Именно тогда я потеряла сразу все: ребенка, возможность сохранить семью, здоровье и Ларри! Муж появился только тогда, когда я уже была в больнице. Ларри боялся, я просто видела, как он боялся. Это понятно, ведь туберкулез для актера означает отказ от профессии. У меня закрытая форма, находиться рядом не опасно, да я и не стремилась приближаться, но Ларри все равно осторожно держался подальше.
За больничной палатой последовала комната в «Нотли» – холодно, сыро, мрачно и окна в запущенный сад… И так четыре месяца без общения с кем-либо. Ларри заскакивал на минутку, стараясь не проходить дальше порога, обнадеживал и исчезал, отговариваясь занятостью. И я видела, что, даже стоя у двери, он все равно далеко-далеко… Он на сцене, на съемочной площадке, он с друзьями… где угодно, но только не со мной. Я не оправдала его надежды половинки пары короля и королевы английской сцены, теперь это было совершенно ясно.
Конечно, Ларри сокрушенно вздыхал, что мои слабые легкие не позволят играть на сцене, но я видела другое. Не этого он боялся, я была уже не нужна мужу как партнерша, потому что, оказываясь рядом, оттягивала на себя внимание публики в театре, репортеров на пресс-конференциях, продюсеров на киностудиях… Сэлзник не простил Ларри моих отказов сниматься в Голливуде без мужа, справедливо полагая, что меня держит не одно желание быть в Англии в военное время, а скорее желание не расставаться с Ларри. Оливье в отместку просто перестали что-то предлагать в Голливуде.
Но Ларри было достаточно Англии. Отныне он царил во всем! Гатри ушел из «Олд Вика», и Оливье практически возглавил театр вместе с Ричардсоном, равного ему актера в Лондоне не было, а теперь еще самостоятельные съемки фильма… Оливье царил и блистал в одиночку, что ему нравилось куда больше, идея королевской сценической пары сама собой заглохла.
Я уже побывала на дне – дне отчаяния, ненужности, одиночества. Нет, не в психушке, раньше – в своем любимом ныне «Нотли». Лежала одна четыре долгих осенних и зимних месяца, читала и размышляла.
Ребенка нет и не будет. Ларри отдалился настолько, что не только о физической близости, но и о духовной говорить невозможно. Он почувствовал себя сильным, всемогущим, почувствовал себя королем сцены, и теперь Ларри было совершенно неважно, есть ли рядом королева.
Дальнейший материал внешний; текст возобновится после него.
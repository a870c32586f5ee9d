//! Loopback hub servers shared by the REST and WebSocket tests.

#![allow(dead_code)]

use std::future::Future;

use futures::{SinkExt, StreamExt};
use serde_json::Value;
use tokio::io::{AsyncReadExt, AsyncWriteExt};
use tokio::net::{TcpListener, TcpStream};
use tokio::task::JoinHandle;
use tokio_tungstenite::tungstenite::Message;
use tokio_tungstenite::{accept_async, WebSocketStream};

pub const TOKEN: &str = "tok";

pub type ServerWs = WebSocketStream<TcpStream>;

async fn bind() -> (TcpListener, String) {
    let listener = TcpListener::bind("127.0.0.1:0").await.unwrap();
    let base = format!("http://{}", listener.local_addr().unwrap());
    (listener, base)
}

/// Accept one HTTP request, answer with `status` and a JSON `body`.
///
/// The handle resolves to the request head as received.
pub async fn serve_http(status: &'static str, body: String) -> (String, JoinHandle<String>) {
    let (listener, base) = bind().await;

    let handle = tokio::spawn(async move {
        let (mut sock, _) = listener.accept().await.unwrap();

        let mut head = Vec::new();
        let mut chunk = [0u8; 1024];
        while !head.windows(4).any(|w| w == b"\r\n\r\n") {
            let n = sock.read(&mut chunk).await.unwrap();
            if n == 0 {
                break;
            }
            head.extend_from_slice(&chunk[..n]);
        }

        let response = format!(
            "HTTP/1.1 {status}\r\nContent-Type: application/json\r\nContent-Length: {}\r\nConnection: close\r\n\r\n{body}",
            body.len()
        );
        sock.write_all(response.as_bytes()).await.unwrap();
        sock.shutdown().await.unwrap();

        String::from_utf8_lossy(&head).into_owned()
    });

    (base, handle)
}

/// Accept one WebSocket connection and hand it to `script`.
pub async fn serve_ws<F, Fut>(script: F) -> (String, JoinHandle<()>)
where
    F: FnOnce(ServerWs) -> Fut + Send + 'static,
    Fut: Future<Output = ()> + Send,
{
    let (listener, base) = bind().await;

    let handle = tokio::spawn(async move {
        let (sock, _) = listener.accept().await.unwrap();
        let ws = accept_async(sock).await.unwrap();
        script(ws).await;
    });

    (base, handle)
}

pub async fn send_json(ws: &mut ServerWs, value: Value) {
    ws.send(Message::Text(value.to_string())).await.unwrap();
}

/// Next text frame from the client, parsed.
pub async fn recv_json(ws: &mut ServerWs) -> Value {
    loop {
        match ws.next().await.unwrap().unwrap() {
            Message::Text(text) => return serde_json::from_str(&text).unwrap(),
            Message::Close(_) => panic!("client closed before sending a command"),
            _ => {}
        }
    }
}

/// Run the auth exchange and accept the subscription.
pub async fn accept_client(ws: &mut ServerWs) {
    send_json(ws, serde_json::json!({"type": "auth_required", "ha_version": "2024.6.1"})).await;
    let auth = recv_json(ws).await;
    assert_eq!(auth, serde_json::json!({"type": "auth", "access_token": TOKEN}));
    send_json(ws, serde_json::json!({"type": "auth_ok", "ha_version": "2024.6.1"})).await;

    let subscribe = recv_json(ws).await;
    assert_eq!(
        subscribe,
        serde_json::json!({"type": "subscribe_events", "id": 1, "event_type": "state_changed"})
    );
    send_json(ws, serde_json::json!({"id": 1, "type": "result", "success": true, "result": null}))
        .await;
}

/// Hub close: send a close frame, then wait for the client's reply.
pub async fn close_from_hub(mut ws: ServerWs) {
    let _ = ws.close(None).await;
    drain(ws).await;
}

/// Read until the client closes or drops the connection.
pub async fn drain(mut ws: ServerWs) {
    while let Some(Ok(msg)) = ws.next().await {
        if msg.is_close() {
            break;
        }
    }
}

pub fn state_changed(entity_id: &str, new_state: Value) -> Value {
    serde_json::json!({
        "id": 1,
        "type": "event",
        "event": {
            "event_type": "state_changed",
            "data": {
                "entity_id": entity_id,
                "old_state": null,
                "new_state": new_state,
            },
            "origin": "LOCAL",
        },
    })
}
Как жена я несостоятельна тоже, потому что заперта в комнате, и надолго ли, никто сказать не может. Если туберкулез не отступит, о сцене придется забыть, как и о шумных вечеринках и вообще частых встречах с друзьями, потому что закрытая форма может легко перейти в открытую, тогда я стану опасной для окружающих.
День за днем, неделя за неделей одно и то же – лекарства, постель и книги. И ненужность, это самое страшное. Ларри явно жалел, что связал свою судьбу с моей, потому что матери из меня не вышло, жены тоже, на сцене я ему мешала, оттягивая на себя внимание публики, в кино также, денег в дом не приносила. Все, что у нас было после съемок в «Клеопатре», ушло на «Нотли», росли долги, росло и недовольство Ларри. Он явно нервничал, но, опасаясь моих приступов, молчал.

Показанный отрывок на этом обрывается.